Поутру Филипп подхватился, быстро оделся, стараясь не издавать лишнего шума, перекинул рюкзак через плечо - и был таков. Он нарочно прошел через внутренний двор, чтобы посмотреть на пленников, выглядели они, честно говоря, не очень.
Кто-то сердобольный вынес им одеяла - мужчины сидели каждый в своем углу, укутавшись в шерстяные жесты доброй воли, и молчали. Заметив Филиппа, Глеб тут же подскочил к решетке, обеими руками хватаясь за железные прутья. Одеяло упало с его плеч и осталось лежать на утоптанной земле.
- Принеси нам воды! И поесть! И скажи этому, другу своему, чтобы выпустил! У меня вообще больные почки, мне на холодном нельзя сидеть! - в нем говорили злость и отчаяние. Нижняя губа треснула и кровоточила, сверкая отталкивающей красной полоской.
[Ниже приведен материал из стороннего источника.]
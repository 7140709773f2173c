use crate::config::VisionConfig;
use crate::core::network::debug_logger::get_debug_logger;
use crate::core::network::http_client::{HttpClientTrait, HttpRequest};
use crate::core::network::types::ClientError;
use crate::core::vision::VisionError;
use serde::{Deserialize, Serialize};
use serde_json::Value;
use std::sync::Arc;
use std::time::{Duration, Instant};

#[derive(Debug, Serialize)]
#[serde(rename_all = "camelCase")]
struct GenerateRequest<'a> {
    contents: Vec<Content<'a>>,
    generation_config: GenerationConfig,
}

#[derive(Debug, Serialize)]
struct Content<'a> {
    parts: Vec<RequestPart<'a>>,
}

#[derive(Debug, Serialize)]
#[serde(untagged)]
enum RequestPart<'a> {
    Text {
        text: &'a str,
    },
    Image {
        #[serde(rename = "inlineData")]
        inline_data: InlineData<'a>,
    },
}

#[derive(Debug, Serialize)]
#[serde(rename_all = "camelCase")]
struct InlineData<'a> {
    mime_type: &'a str,
    data: &'a str,
}

#[derive(Debug, Serialize)]
#[serde(rename_all = "camelCase")]
struct GenerationConfig {
    temperature: f32,
    top_k: u32,
    top_p: f32,
    max_output_tokens: u32,
}

#[derive(Debug, Default, Deserialize)]
#[serde(rename_all = "camelCase")]
struct GenerateResponse {
    #[serde(default)]
    candidates: Vec<Candidate>,
    prompt_feedback: Option<PromptFeedback>,
}

#[derive(Debug, Deserialize)]
struct Candidate {
    content: Option<CandidateContent>,
}

#[derive(Debug, Deserialize)]
struct CandidateContent {
    #[serde(default)]
    parts: Vec<ResponsePart>,
}

#[derive(Debug, Deserialize)]
struct ResponsePart {
    text: Option<String>,
}

#[derive(Debug, Deserialize)]
#[serde(rename_all = "camelCase")]
struct PromptFeedback {
    block_reason: Option<String>,
}

/// Client for the third-party `generateContent` endpoint
pub struct VisionClient {
    client: Arc<dyn HttpClientTrait>,
    config: VisionConfig,
    timeout_ms: u32,
}

impl VisionClient {
    pub fn new(client: Arc<dyn HttpClientTrait>, config: VisionConfig, timeout_ms: u32) -> Self {
        Self {
            client,
            config,
            timeout_ms,
        }
    }

    pub fn config(&self) -> &VisionConfig {
        &self.config
    }

    fn endpoint_url(&self, api_key: &str) -> String {
        format!(
            "{}/{}:generateContent?key={}",
            self.config.endpoint.trim_end_matches('/'),
            self.config.model,
            api_key
        )
    }

    /// Ask the model about a base64 image; returns the first text part
    pub async fn generate(&self, image_b64: &str, api_key: &str, prompt: &str) -> Result<String, ClientError> {
        let start = Instant::now();
        let result = self.generate_inner(image_b64, api_key, prompt).await;
        let outcome = match &result {
            Ok(_) => "success".to_string(),
            Err(e) => e.to_string(),
        };
        get_debug_logger().vision_outcome(&self.config.model, &outcome, start.elapsed().as_millis() as u64);
        result.map_err(ClientError::from)
    }

    async fn generate_inner(&self, image_b64: &str, api_key: &str, prompt: &str) -> Result<String, VisionError> {
        let body = GenerateRequest {
            contents: vec![Content {
                parts: vec![
                    RequestPart::Text { text: prompt },
                    RequestPart::Image {
                        inline_data: InlineData {
                            mime_type: &self.config.mime_type,
                            data: image_b64,
                        },
                    },
                ],
            }],
            generation_config: GenerationConfig {
                temperature: self.config.temperature,
                top_k: self.config.top_k,
                top_p: self.config.top_p,
                max_output_tokens: self.config.max_output_tokens,
            },
        };
        let body = serde_json::to_value(&body).map_err(|e| VisionError::Transport(e.to_string()))?;
        let request = HttpRequest::post_json(self.endpoint_url(api_key), &body, self.timeout_ms)
            .map_err(|e| VisionError::Transport(e.to_string()))?;

        let bound = Duration::from_millis(self.timeout_ms as u64);
        let response = match tokio::time::timeout(bound, self.client.execute(request)).await {
            Ok(Ok(response)) => response,
            Ok(Err(message)) => return Err(VisionError::Transport(message)),
            Err(_) => return Err(VisionError::Transport("Request timeout".to_string())),
        };

        if !response.is_success() {
            let message = response
                .json()
                .ok()
                .and_then(|v| v.pointer("/error/message").and_then(Value::as_str).map(str::to_string))
                .unwrap_or_else(|| format!("HTTP {}", response.status_code));
            return Err(VisionError::RequestFailed {
                status: response.status_code,
                message,
            });
        }

        let parsed: GenerateResponse =
            serde_json::from_slice(&response.body).map_err(|_| VisionError::UnexpectedResponse)?;
        extract_answer(parsed)
    }
}

fn extract_answer(response: GenerateResponse) -> Result<String, VisionError> {
    if let Some(reason) = response.prompt_feedback.and_then(|f| f.block_reason) {
        return Err(VisionError::Blocked { reason });
    }
    response
        .candidates
        .into_iter()
        .next()
        .and_then(|c| c.content)
        .and_then(|c| c.parts.into_iter().next())
        .and_then(|p| p.text)
        .filter(|text| !text.is_empty())
        .ok_or(VisionError::UnexpectedResponse)
}
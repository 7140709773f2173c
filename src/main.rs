use kimaaka::cli::{Cli, Command};
use kimaaka::config::Config;
use kimaaka::core::network::{mask_api_key, SelectionPolicy};
use kimaaka::core::KimaakaClient;

#[tokio::main(flavor = "current_thread")]
async fn main() -> Result<(), Box<dyn std::error::Error>> {
    let cli = Cli::parse_args();

    if cli.init {
        let path = Config::init()?;
        println!("Created config at {}", path.display());
        return Ok(());
    }

    let config = match &cli.config {
        Some(path) => {
            let mut config = Config::load_from(path)?;
            config.apply_env_overrides()?;
            config
        }
        None => Config::load()?,
    };

    if cli.print {
        config.print()?;
        return Ok(());
    }

    if cli.check {
        config.check()?;
        println!("✓ Configuration valid");
        return Ok(());
    }

    let command = match cli.command {
        Some(command) => command,
        None => {
            eprintln!("No command given; see --help");
            std::process::exit(2);
        }
    };

    let client = KimaakaClient::new(config).await?;

    match command {
        Command::Servers => {
            for (i, url) in client.candidates().iter().enumerate() {
                println!("{}. {}", i + 1, url);
            }
        }
        Command::Resolve { random } => {
            let policy = if random {
                SelectionPolicy::Random
            } else {
                SelectionPolicy::Sequential
            };
            println!("{}", client.resolve_server(policy).await?);
        }
        Command::Key => {
            let lease = client.get_cached_api_key().await?;
            let source = if lease.from_cache { "cache" } else { "server" };
            println!("{} (from {})", mask_api_key(&lease.key), source);
        }
        Command::RefreshKey => {
            let lease = client.refresh_api_key().await?;
            println!("{}", mask_api_key(&lease.key));
        }
        Command::Analyze { image, strict } => {
            let png = tokio::fs::read(&image).await?;
            let answer = if strict {
                client.analyze_strict(&png).await?
            } else {
                client.analyze(&png).await
            };
            println!("{}", answer);
        }
        Command::Stats { token } => {
            let stats = client.admin_stats(token.as_deref()).await?;
            println!("{}", serde_json::to_string_pretty(&stats)?);
        }
        Command::Status => {
            let statuses = client.check_all_servers().await;
            let online = statuses.iter().filter(|s| s.online).count();
            for status in &statuses {
                let state = if status.online { "ONLINE" } else { "OFFLINE" };
                println!(
                    "Server {} ({}): {} {}ms",
                    status.index, status.identifier, state, status.response_time_ms
                );
                if let Some(details) = &status.details {
                    println!(
                        "    database: {}  uptime: {}s  admin keys: {}  donated keys: {}",
                        details.database.as_deref().unwrap_or("Unknown"),
                        details.uptime_secs.unwrap_or(0.0).floor(),
                        details.admin_keys_count.unwrap_or(0),
                        details.donated_keys_count.unwrap_or(0)
                    );
                }
                if let Some(error) = &status.error {
                    println!("    error: {}", error);
                }
            }
            println!("{}/{} online", online, statuses.len());
        }
        Command::DonationServer => {
            let server = client.donation_server().await?;
            println!("{}", server.server_url);
            if let Some(warning) = server.warning {
                eprintln!("warning: {}", warning);
            }
        }
        Command::Reset => {
            client.reset().await;
            println!("Sticky server and quarantine cleared");
        }
    }

    Ok(())
}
Филипп подошел поближе к вольеру, нарочно игнорируя Глеба, и заглянул вглубь уличного плена. Родион понял, что Филипп интересуется им, и, медленно поднявшись, прихрамывая, приблизился к нему.
- Мне нужны антибиотики, - хрипло проговорил бывший председатель артели, демонстрируя правую кисть, обмотанную окровавленной тряпкой. - Эта мразь прострелила мне руку. - Он тихо скрипнул зубами и скривился от подступившей боли, прижал кисть к груди и, собравшись с силами, добавил: - Еще обезболивающее. Пусть Зарина придет, скажи ей.
- Не пойдет она. Она же знает, что с тобой произошло. С остальными сейчас что-нибудь придумаем. Ладно, я пошел. - Филиппа только завистливыми взглядами проводили.
Филиппу не понравился вид Родиона: мужчина буквально посерел: видимо, рана изрядно досаждала ему. «Это не мое дело. Здесь медик, в конце концов, он наверняка подойдет», - твердил Филипп сам себе, заставляя насильно замолчать пробудившееся сочувствие.
В палатке уже никого не было: дед Макар на полевой кухне разогревал опостылевшую до тошноты гречку с тушенкой, а Степан просто сидел на пеньке тут же, подперев могучими кулаками широкий подбородок, и ничего не делал. Лицо его, обычно добродушное, открытое, было хмурым и недовольным: последние события полностью выбили богатыря из привычной колеи.